CROW founder passes away, but her legacy lives on
Today, the Clinic for the Rehabilitation of Wildlife announced that its beloved founder, Shirley Walter, recently passed away due to causes unrelated to the ongoing COVID-19 pandemic.
In 1968, shortly after the Sanibel Causeway was built, postal worker and island resident Walter found a royal tern which had been hit by a car on the causeway. Finding no services available for injured wildlife, she took the bird home. A small group of volunteers joined Walter, and CROW was born. In the first year, 500 distress calls were answered. From the beginning, the late Dr. Phyllis Douglass assisted Walter in her call by providing veterinary assistance. Wildlife medicine was in its infancy in the 1960s, so Walter, volunteers and Douglass all learned together, with the network of rehabilitators around Florida.
CROW incorporated as a non-profit organization in 1972, receiving its 501(c)(3) IRS exemption in 1973. The name was Walter’s idea – she wanted a bird’s name, a W for wildlife and she considered crows intelligent – the CROW acronym was born.
Over the years, CROW has grown to become one of the leading wildlife rehabilitation hospitals in the country. In addition to admitting over 5,000 wildlife patients a year, the teaching hospital’s student programs provide training for the next generation of animal care professionals. CROW’s AWC Visitor Education Center sees thousands of visitors each year who want to learn about what it takes to care for wildlife and it all started with a simple act of kindness from Walter.

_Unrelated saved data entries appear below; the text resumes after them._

//! Audit: stripe sampling and share verification.
//!
//! The audit worker picks a random remote segment, picks a random stripe
//! with the OS RNG (a predictable choice would let a malicious node cache
//! only the stripes it expects to be audited), downloads that stripe's
//! share from every node in the pointer, and classifies each node:
//!
//! - `success` — returned its share and the share survives correction
//! - `fail`    — share missing or altered
//! - `offline` — never answered the dial
//! - `contained` — answered the dial but the outcome is ambiguous (stalled
//!   transfer, unknown error); a [`PendingAudit`] freezes the expected share
//!   hash so a later reverify can resolve the ambiguity
//!
//! The reporter feeds the resulting [`Report`] into the overlay's
//! reputation counters.

pub mod containment;
pub mod reporter;
pub mod verifier;

pub use containment::Containment;
pub use reporter::Reporter;
pub use verifier::Verifier;

use std::sync::Arc;

use tracing::{debug, warn};

use orbit_common::error::Result;
use orbit_common::id::{NodeId, PieceId};
use orbit_common::path::SegmentPath;

/// The follow-up obligation for a node whose audit was inconclusive.
///
/// At most one pending audit exists per node; a newer inconclusive audit
/// replaces the older one — the most recent failure supersedes, by
/// contract, not as a side effect of map semantics.
#[derive(Debug, Clone, PartialEq, Eq)]
pub struct PendingAudit {
    pub node_id: NodeId,
    /// Root piece id of the segment the node was audited against.
    pub piece_id: PieceId,
    pub stripe_index: u64,
    pub share_size: u32,
    /// SHA-256 of the share the node should have returned.
    pub expected_share_hash: [u8; 32],
    pub path: SegmentPath,
}

/// Outcome of one audit pass over one segment.
#[derive(Debug, Clone, Default)]
pub struct Report {
    pub successes: Vec<NodeId>,
    pub fails: Vec<NodeId>,
    pub offlines: Vec<NodeId>,
    pub pending_audits: Vec<PendingAudit>,
}

impl Report {
    #[must_use]
    pub fn total_classified(&self) -> usize {
        self.successes.len() + self.fails.len() + self.offlines.len() + self.pending_audits.len()
    }

    #[must_use]
    pub fn is_empty(&self) -> bool {
        self.total_classified() == 0
    }

    fn merge(&mut self, other: Report) {
        self.successes.extend(other.successes);
        self.fails.extend(other.fails);
        self.offlines.extend(other.offlines);
        self.pending_audits.extend(other.pending_audits);
    }
}

/// The audit worker loop body: pick a random segment, resolve its contained
/// nodes first, then audit a fresh stripe, and apply the merged report.
pub struct AuditChore {
    metainfo: Arc<crate::metainfo::Service>,
    verifier: Arc<Verifier>,
    reporter: Arc<Reporter>,
}

impl AuditChore {
    #[must_use]
    pub fn new(
        metainfo: Arc<crate::metainfo::Service>,
        verifier: Arc<Verifier>,
        reporter: Arc<Reporter>,
    ) -> Self {
        AuditChore {
            metainfo,
            verifier,
            reporter,
        }
    }

    /// One audit cycle. Returns the applied report, or `None` when there was
    /// nothing to audit or the sample was voided by a concurrent write.
    pub async fn run_once(&self) -> Result<Option<Report>> {
        let path = match self.metainfo.random_remote_path() {
            Some(path) => path,
            None => return Ok(None),
        };

        let mut report = match self.verifier.reverify(&path).await {
            Ok(report) => report,
            Err(err) if err.is_not_found() => return Ok(None),
            Err(err) => return Err(err),
        };
        match self.verifier.verify(&path).await {
            Ok(fresh) => report.merge(fresh),
            Err(err) if err.is_not_found() || err.is_transient() => {
                // deleted or altered mid-audit: neither success nor failure
                debug!(%path, %err, "audit sample voided");
            }
            Err(err) => {
                warn!(%path, %err, "audit failed");
                return Err(err);
            }
        }

        if report.is_empty() {
            return Ok(None);
        }
        self.reporter.record(&report)?;
        Ok(Some(report))
    }
}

“CROW will miss Shirley but she will never truly be gone so long as CROW continues her passion. Shirley lives on in every student who comes through the hospital and every patient we treat and release back into the wild,” Executive Director Alison Charney Hussey said. “Shirley’s legacy is CROW and Southwest Florida is blessed beyond measure because of her.”
Walter’s passion for helping wildlife is carried on by the hundreds of students, volunteers and staff members she inspired over the years, including the current staff veterinarian at CROW, Dr. Robin Bast, who remembers her time with Walter fondly.

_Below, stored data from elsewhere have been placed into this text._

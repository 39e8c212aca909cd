//! # Orbit Node CLI Module
//!
//! Clap-based CLI for the storage node: configuration loading, identity
//! bootstrap, the periodic settlement and sweep loops, and the `diag`
//! operator view.
//!
//! ## Commands
//!
//! - `run`     : start the node loops until interrupted
//! - `diag`    : print space usage and pending settlement as JSON
//! - `version` : show version string

use std::path::PathBuf;
use std::sync::Arc;
use std::time::Duration;

use clap::{Args, Parser, Subcommand};
use tokio::sync::Notify;
use tracing::{error, info, warn};

use orbit_common::config::{load_from_file, StorageNodeConfig};
use orbit_common::error::Error;
use orbit_common::identity::{Identity, PublicKey};
use orbit_common::time::now_ms;
use orbit_node::monitor::CapacityMonitor;
use orbit_node::orders::{SerialStore, UnsentOrders};
use orbit_node::pieces::{PieceStore, V0HeaderTable};
use orbit_node::trust::TrustedSatellites;
use orbit_node::NodeEndpoint;
use orbit_storage::FileStore;

const APP_NAME: &str = "orbit-node";
const APP_VERSION: &str = env!("CARGO_PKG_VERSION");

/// Orbit storage node.
///
/// Persists erasure-share pieces under satellite-signed order limits,
/// settles countersigned receipts, and reconciles against retain filters.
#[derive(Parser)]
#[command(name = "orbit-node", version, about = "Orbit storage node")]
pub struct Cli {
    /// Directory holding node.toml, the identity key and the serial set
    #[arg(long, env = "ORBIT_CONFIG_DIR", default_value = "./config")]
    pub config_dir: PathBuf,

    /// Log filter (e.g. "info", "orbit_node=debug")
    #[arg(long, env = "ORBIT_LOG", default_value = "info")]
    pub log_level: String,

    #[command(subcommand)]
    pub command: Option<Command>,
}

#[derive(Subcommand)]
pub enum Command {
    /// Start the node loops (default)
    Run(RunArgs),
    /// Print space usage and pending settlement as JSON
    Diag,
    /// Show version string
    Version,
}

#[derive(Args)]
pub struct RunArgs {
    /// Piecestore listen address
    #[arg(long, env = "ORBIT_NODE_LISTEN", default_value = "127.0.0.1:28967")]
    pub listen: String,

    /// Settlement cycle interval in seconds
    #[arg(long, env = "ORBIT_SETTLE_INTERVAL_SECS", default_value_t = 300)]
    pub settle_interval_secs: u64,

    /// Expiry sweep interval in seconds
    #[arg(long, env = "ORBIT_SWEEP_INTERVAL_SECS", default_value_t = 3600)]
    pub sweep_interval_secs: u64,
}

impl Default for RunArgs {
    fn default() -> Self {
        RunArgs {
            listen: "127.0.0.1:28967".to_string(),
            settle_interval_secs: 300,
            sweep_interval_secs: 3600,
        }
    }
}

pub async fn run() -> i32 {
    let cli = Cli::parse();

    tracing_subscriber::fmt()
        .with_env_filter(
            tracing_subscriber::EnvFilter::try_new(&cli.log_level)
                .unwrap_or_else(|_| tracing_subscriber::EnvFilter::new("info")),
        )
        .init();

    let result = match cli.command.unwrap_or(Command::Run(RunArgs::default())) {
        Command::Version => {
            println!("{} {}", APP_NAME, APP_VERSION);
            Ok(())
        }
        Command::Diag => diag(&cli.config_dir),
        Command::Run(args) => run_node(&cli.config_dir, args).await,
    };

    match result {
        Ok(()) => 0,
        Err(err) => {
            error!("{:#}", err);
            1
        }
    }
}

struct NodeSetup {
    endpoint: NodeEndpoint,
    serials: Arc<SerialStore>,
    serials_path: PathBuf,
}

/// Whitelist entries are hex-encoded satellite public keys; the node id is
/// derived from the key, so a typoed entry cannot impersonate anyone.
fn parse_satellite_key(entry: &str) -> Result<PublicKey, Error> {
    let bytes = hex::decode(entry).map_err(|e| Error::invalid(format!("satellite key hex: {}", e)))?;
    let arr: [u8; 32] = bytes
        .try_into()
        .map_err(|_| Error::invalid("satellite key must be 32 bytes"))?;
    Ok(PublicKey(arr))
}

fn bootstrap(config_dir: &PathBuf) -> anyhow::Result<NodeSetup> {
    let config: StorageNodeConfig = load_from_file(config_dir.join("node.toml"))?;

    let identity_path = config_dir.join("identity.key");
    let identity = match std::fs::read(&identity_path) {
        Ok(bytes) => Identity::from_secret_bytes(&bytes)?,
        Err(e) if e.kind() == std::io::ErrorKind::NotFound => {
            let identity = Identity::generate();
            std::fs::write(&identity_path, identity.secret_bytes())?;
            info!(node_id = %identity.node_id(), "generated fresh node identity");
            identity
        }
        Err(e) => return Err(e.into()),
    };
    info!(node_id = %identity.node_id(), "node identity loaded");

    let trust = Arc::new(TrustedSatellites::new());
    for entry in &config.trusted_satellites {
        match parse_satellite_key(entry) {
            Ok(key) => {
                let id = trust.add(key);
                info!(satellite = %id, "configured trusted satellite");
            }
            Err(err) => warn!(%entry, %err, "skipping malformed trusted satellite"),
        }
    }

    let blobs = Arc::new(FileStore::new(&config.data_dir)?);
    let monitor = Arc::new(CapacityMonitor::new(config.allocated_bytes));
    monitor.recalculate(blobs.as_ref(), &trust.ids())?;
    let v0_path = config_dir.join("v0-headers.db");
    let v0 = Arc::new(V0HeaderTable::load(&v0_path)?);
    let store = PieceStore::new(blobs, monitor, v0);

    let serials_path = config_dir.join("serials.db");
    let serials = Arc::new(SerialStore::load(
        &serials_path,
        config.orders.serial_retention_ms,
    )?);

    let endpoint = NodeEndpoint::new(
        Arc::new(identity),
        store,
        trust,
        serials.clone(),
        Arc::new(UnsentOrders::new()),
    );
    Ok(NodeSetup {
        endpoint,
        serials,
        serials_path,
    })
}

async fn run_node(config_dir: &PathBuf, args: RunArgs) -> anyhow::Result<()> {
    let settle_interval_secs = args.settle_interval_secs;
    let sweep_interval_secs = args.sweep_interval_secs;
    let setup = bootstrap(config_dir)?;
    let shutdown = Arc::new(Notify::new());

    let listener = tokio::net::TcpListener::bind(&args.listen).await?;
    let server = tokio::spawn(orbit_node::server::serve(
        setup.endpoint.clone(),
        listener,
        shutdown.clone(),
    ));

    let sweep_endpoint = setup.endpoint.clone();
    let sweep_shutdown = shutdown.clone();
    let sweep = tokio::spawn(async move {
        let mut ticker = tokio::time::interval(Duration::from_secs(sweep_interval_secs));
        loop {
            tokio::select! {
                _ = ticker.tick() => {
                    match sweep_endpoint.sweep_expired() {
                        Ok(summary) if summary.deleted > 0 => {
                            info!(deleted = summary.deleted, "expiry sweep reclaimed pieces");
                        }
                        Ok(_) => {}
                        Err(err) => warn!(%err, "expiry sweep failed"),
                    }
                }
                _ = sweep_shutdown.notified() => break,
            }
        }
    });

    // settlement channels are registered as satellites dial in; until then
    // receipts accumulate in the unsent set
    let agent = orbit_node::orders::SettlementAgent::new(
        setup.endpoint.node_id(),
        setup.endpoint.unsent_orders().clone(),
    );
    let settle_shutdown = shutdown.clone();
    let settle = tokio::spawn(async move {
        let mut ticker = tokio::time::interval(Duration::from_secs(settle_interval_secs));
        loop {
            tokio::select! {
                _ = ticker.tick() => {
                    let accepted = agent.run_once().await;
                    if accepted > 0 {
                        info!(accepted, "settlement cycle complete");
                    }
                }
                _ = settle_shutdown.notified() => break,
            }
        }
    });

    let serial_store = setup.serials.clone();
    let purge_shutdown = shutdown.clone();
    let purge = tokio::spawn(async move {
        let mut ticker = tokio::time::interval(Duration::from_secs(3600));
        loop {
            tokio::select! {
                _ = ticker.tick() => { serial_store.purge(now_ms()); }
                _ = purge_shutdown.notified() => break,
            }
        }
    });

    info!(
        settle_interval = settle_interval_secs,
        sweep_interval = sweep_interval_secs,
        "orbit node running; ctrl-c to stop"
    );
    tokio::signal::ctrl_c().await?;
    info!("shutdown requested");
    shutdown.notify_waiters();
    let _ = tokio::join!(server, sweep, purge, settle);

    // the serial set must survive restarts or replays reopen
    setup.serials.persist(&setup.serials_path)?;
    info!("serial set persisted, exiting");
    Ok(())
}

fn diag(config_dir: &PathBuf) -> anyhow::Result<()> {
    let setup = bootstrap(config_dir)?;
    let monitor = setup.endpoint.store().monitor();
    let report = serde_json::json!({
        "node_id": setup.endpoint.node_id().to_string(),
        "allocated_bytes": monitor.allocated(),
        "used_bytes": monitor.used_total(),
        "available_bytes": monitor.available(),
        "pending_settlement": setup.endpoint.unsent_orders().pending(),
        "seen_serials": setup.serials.len(),
    });
    println!("{}", serde_json::to_string_pretty(&report)?);
    Ok(())
}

“Shirley had the biggest heart, and was a true champion for wildlife. Our friendship is something I will cherish for the rest of my career. I will think of her every time I see the inspiration on a student’s face after we’ve taught them something new about wildlife conservation,” Bast said. “She lives on in each person walking through the doors of CROW as we continue to grow the next generation of wildlife health advocates in our community and beyond. We will miss her more than words can say, but know she will never leave our hearts.”